Businessman Chuck Ahner won a four-man GOP primary Tuesday to face incumbent 3rd District Congressman Dennis Moore, a Democrat, in November.
The district includes east Lawrence and eastern Douglas County, plus Johnson and Wyandotte counties.
Ahner, a senior vice president at Midland Loan Services Inc., credited his victory in part to his efforts in Douglas County.
"We had a concerted grass-roots effort in Douglas County," he said.
He also was helped by former U.S. Sen. Bob Dole, who recorded a telephone message that went to GOP voters in the district, urging them to vote for Ahner, a West Point graduate.
Though Republican registered voters are in the majority in the district, Moore has vexed the GOP the past eight years. A former prosecutor, Moore unseated an incumbent Republican in 1998 and has dispatched a tough Republican challenger every two years since. He is viewed as a moderate to conservative Democrat.
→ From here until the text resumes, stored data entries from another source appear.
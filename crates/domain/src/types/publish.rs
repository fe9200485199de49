//! Publish job types

use std::collections::BTreeMap;

use chrono::{DateTime, Utc};
use serde::{Deserialize, Serialize};
use uuid::Uuid;

use crate::constants::DEFAULT_QUEUE_ATTEMPTS;
use crate::impl_domain_status_conversions;

/// Content handed to the third-party platform.
#[derive(Debug, Clone, PartialEq, Eq, Serialize, Deserialize)]
pub struct PublishContent {
    /// Identifier of the business record this content belongs to
    pub content_id: String,
    pub body: String,
    #[serde(default)]
    pub media_urls: Vec<String>,
    #[serde(default)]
    pub metadata: BTreeMap<String, String>,
}

impl PublishContent {
    pub fn new(content_id: impl Into<String>, body: impl Into<String>) -> Self {
        Self {
            content_id: content_id.into(),
            body: body.into(),
            media_urls: Vec::new(),
            metadata: BTreeMap::new(),
        }
    }

    pub fn with_media(mut self, url: impl Into<String>) -> Self {
        self.media_urls.push(url.into());
        self
    }
}

/// One unit of work pulled from the job queue.
///
/// `attempt` is 1-based: the first execution of a job is attempt 1.
/// `max_queue_attempts` is the queue's own attempt budget, enforced
/// alongside the per-category retry cap.
#[derive(Debug, Clone, PartialEq, Eq, Serialize, Deserialize)]
pub struct PublishJob {
    pub id: String,
    /// Account on whose behalf requests are rate limited
    pub principal_id: String,
    /// Circuit breaker partition (e.g. `"linkedin:ugc_posts"`)
    pub endpoint_key: String,
    pub content: PublishContent,
    pub attempt: u32,
    pub max_queue_attempts: u32,
    pub enqueued_at: DateTime<Utc>,
}

impl PublishJob {
    pub fn new(
        principal_id: impl Into<String>,
        endpoint_key: impl Into<String>,
        content: PublishContent,
    ) -> Self {
        Self {
            id: Uuid::now_v7().to_string(),
            principal_id: principal_id.into(),
            endpoint_key: endpoint_key.into(),
            content,
            attempt: 1,
            max_queue_attempts: DEFAULT_QUEUE_ATTEMPTS,
            enqueued_at: Utc::now(),
        }
    }

    pub fn with_attempt(mut self, attempt: u32) -> Self {
        self.attempt = attempt.max(1);
        self
    }

    pub fn with_queue_budget(mut self, max_queue_attempts: u32) -> Self {
        self.max_queue_attempts = max_queue_attempts;
        self
    }

    /// True when the queue will not hand this job out again after the
    /// current attempt.
    pub fn queue_budget_exhausted(&self) -> bool {
        self.attempt >= self.max_queue_attempts
    }

    /// The same job, advanced to its next attempt.
    pub fn next_attempt(&self) -> Self {
        let mut next = self.clone();
        next.attempt = self.attempt.saturating_add(1);
        next
    }
}

/// Receipt returned by the platform for a published item.
#[derive(Debug, Clone, PartialEq, Eq, Serialize, Deserialize)]
pub struct PublishReceipt {
    pub id: String,
    pub url: String,
}

/// Lifecycle of a content item from the publisher's point of view.
#[derive(Debug, Clone, Copy, PartialEq, Eq, Serialize, Deserialize)]
#[serde(rename_all = "snake_case")]
pub enum PublishStatus {
    Scheduled,
    Publishing,
    Published,
    Failed,
    Paused,
}

impl_domain_status_conversions!(PublishStatus {
    Scheduled => "scheduled",
    Publishing => "publishing",
    Published => "published",
    Failed => "failed",
    Paused => "paused",
});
"We're not running against Dennis Moore, but running toward our issues," Ahner said.
Ahner said one of his major issues would be tax reform.
"We want to change the whole tax code to make it more compatible in the world economy," he said.
Ahner unsuccessfully sought a seat on the Blue Valley school board in 2003 and 2005.
On Tuesday, Ahner captured 52 percent of the Republican vote. Scott Schwab, a two-term Kansas House member from Olathe, came in second with 33 percent.
As of mid-July, Ahner had raised $209,000 for his campaign. But $150,000 was his own money. Schwab had raised $42,000.
Other candidates were Thomas Scherer, of Merriam, who ran calling for withdrawal of U.S. troops from Iraq within a year, and Paul Showen, of Shawnee, who wanted to establish a flat federal income tax of 10 percent. Scherer received 8 percent of the vote; Showen, 7 percent.
The race was still too close to call in the 4th District Democratic congressional primary, where four candidates were competing to take on Republican Rep. Todd Tiahrt.
With 91 percent of the precinct results in, systems analyst and first-time candidate Garth McGinn of Bel Air had 28 percent of the vote. Marty Mork, a disabled former warehouse worker from Wichita, and lab technologist Ron Voth of Halstead each had 25 percent. Patrick Quaney, a retired engineer from Wichita, had 22 percent.